Unable to make a decision, you opt for something to quench your thirst and postpone any action for a few minutes. Upon your return, you realize that Versace has taken one of his meaty paws and slapped your computer keyboard – and by doing so, somehow miraculously sold your entire Apple stock position.
So now you are confronted with a completely different decision: do you leave the stock as sold and take your profits, letting your dog make your investment decisions for you? Or do you buy back the stock and continue to hold it until you have attained conviction in your investment decision?
In other words, do you hold 'em, or fold 'em?
There is no right or wrong answer to this dilemma. However, most people choose as Jack Nicholson’s character J.J. Gittes, was forcibly told in the film Chinatown, to “let sleeping dogs lie” and take no further action.

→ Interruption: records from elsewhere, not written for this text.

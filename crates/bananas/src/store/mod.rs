//! Store abstraction.
//!
//! Every other component talks to the coordination store through the
//! [`Store`] trait: list, sorted-set, hash, and string operations with TTLs,
//! a multi-source blocking move, pub/sub, ordered non-atomic batches, and
//! one atomic read-compare-write used for lock release. Exact wire commands
//! are an implementation detail; any backend providing these semantics is
//! compatible.

mod memory;
mod redis;

pub use self::memory::MemoryStore;
pub use self::redis::RedisStore;

use crate::error::BananasResult;
use async_trait::async_trait;
use std::collections::HashMap;
use std::time::Duration;
use tokio::sync::mpsc;

/// A write operation inside a [`Store::pipeline`] batch.
///
/// Batches are order-preserving but not atomic; composite queue mutations
/// rely on the single job record being authoritative, not on cross-key
/// atomicity.
#[derive(Debug, Clone)]
pub enum StoreOp {
    /// Set a string key.
    Set { key: String, value: String },
    /// Set a string key with a TTL.
    SetEx {
        key: String,
        value: String,
        ttl_secs: u64,
    },
    /// Delete a key.
    Del { key: String },
    /// Apply a TTL to an existing key.
    Expire { key: String, ttl_secs: u64 },
    /// Push to the head of a list.
    LPush { key: String, value: String },
    /// Push to the tail of a list (the consumption end).
    RPush { key: String, value: String },
    /// Remove occurrences of a value from a list.
    LRem {
        key: String,
        count: i64,
        value: String,
    },
    /// Add a member to a sorted set.
    ZAdd {
        key: String,
        member: String,
        score: f64,
    },
    /// Remove a member from a sorted set.
    ZRem { key: String, member: String },
    /// Set hash fields.
    HSet {
        key: String,
        fields: Vec<(String, String)>,
    },
    /// Publish a message on a channel.
    Publish { channel: String, message: String },
}

/// An active pub/sub subscription. Dropping it unsubscribes.
pub struct Subscription {
    rx: mpsc::Receiver<String>,
}

impl Subscription {
    pub(crate) fn new(rx: mpsc::Receiver<String>) -> Self {
        Self { rx }
    }

    /// Receives the next message, or `None` if the subscription closed.
    pub async fn recv(&mut self) -> Option<String> {
        self.rx.recv().await
    }
}

/// Minimal store surface required by the queue engine, result backend,
/// and schedulers.
#[async_trait]
pub trait Store: Send + Sync {
    // Strings.
    async fn get(&self, key: &str) -> BananasResult<Option<String>>;
    async fn set(&self, key: &str, value: &str) -> BananasResult<()>;
    /// Set only if absent, with a TTL. Returns whether the key was set.
    async fn set_nx_ex(&self, key: &str, value: &str, ttl_secs: u64) -> BananasResult<bool>;
    async fn del(&self, key: &str) -> BananasResult<()>;
    async fn expire(&self, key: &str, ttl_secs: u64) -> BananasResult<()>;
    /// Batch fetch; one round trip for any number of keys.
    async fn mget(&self, keys: &[String]) -> BananasResult<Vec<Option<String>>>;

    // Lists.
    async fn lpush(&self, key: &str, value: &str) -> BananasResult<()>;
    async fn rpush(&self, key: &str, value: &str) -> BananasResult<()>;
    async fn lrem(&self, key: &str, count: i64, value: &str) -> BananasResult<u64>;
    async fn llen(&self, key: &str) -> BananasResult<u64>;
    async fn lrange(&self, key: &str, start: i64, stop: i64) -> BananasResult<Vec<String>>;

    /// Blocking pop-and-move over multiple source lists.
    ///
    /// Scans `sources` in the given order and atomically moves the first
    /// available element to `dest`, blocking up to `timeout` when all
    /// sources are empty. The scan order is what gives dequeue its priority
    /// and routing-key preference. Returns `None` on timeout.
    async fn brpoplpush(
        &self,
        sources: &[String],
        dest: &str,
        timeout: Duration,
    ) -> BananasResult<Option<String>>;

    // Sorted sets.
    async fn zadd(&self, key: &str, member: &str, score: f64) -> BananasResult<()>;
    async fn zrem(&self, key: &str, member: &str) -> BananasResult<()>;
    /// Members with score in `(-inf, max]`, ascending.
    async fn zrangebyscore_upto(&self, key: &str, max: f64) -> BananasResult<Vec<String>>;
    async fn zcard(&self, key: &str) -> BananasResult<u64>;

    // Hashes.
    async fn hset_multiple(&self, key: &str, fields: &[(String, String)]) -> BananasResult<()>;
    async fn hgetall(&self, key: &str) -> BananasResult<HashMap<String, String>>;
    async fn hincrby(&self, key: &str, field: &str, delta: i64) -> BananasResult<i64>;

    // Pub/sub.
    async fn publish(&self, channel: &str, message: &str) -> BananasResult<()>;
    async fn subscribe(&self, channel: &str) -> BananasResult<Subscription>;

    /// Atomically delete `key` iff it currently holds `token`.
    ///
    /// This is the scripted read-compare-write that makes distributed lock
    /// release safe: a holder whose TTL expired cannot release a lock that
    /// has since been taken by someone else.
    async fn compare_and_delete(&self, key: &str, token: &str) -> BananasResult<bool>;

    /// Apply a batch of writes in order with O(1) round trips.
    async fn pipeline(&self, ops: Vec<StoreOp>) -> BananasResult<()>;

    /// Health check.
    async fn ping(&self) -> BananasResult<()>;
}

The reason: people tend to be more passionate about, interested in and care about things they own than things they don’t. Behavioural scientists refer to this as the Endowment Effect. The same principle extends to other life decisions, such as buying a house versus selling your own home, key relationship inflection points, or even what to do with a well worn baseball glove past its prime.
For investors, this force is compounded by another bias known as Loss Aversion, where people would rather avoid losing a dollar than take the opportunity to gain a dollar. People are loss averse whether the information available supports that action or not.
The endowment effect and loss aversion are just two examples of many biases that have been identified, which illustrate how human behavior can affect otherwise sound and objective investment decisions.
This is a force not limited to the amateur investor. Professional portfolio managers in charge of actively managed mutual funds and institutional pools are acutely objective when purchasing a security; but become remarkably subjective when it comes time to decide whether they should hold or sell that same stock.
Whether you are an individual investor, work with an investment advisor or follow the strategy of a portfolio manager, each individual involved in the decision chain can be affected by these biases.
It is important to understand these forces and the potential they have to increase or decrease your investment and overall net worth.
For as the song says, “You never count your money when you're sittin' at the table”.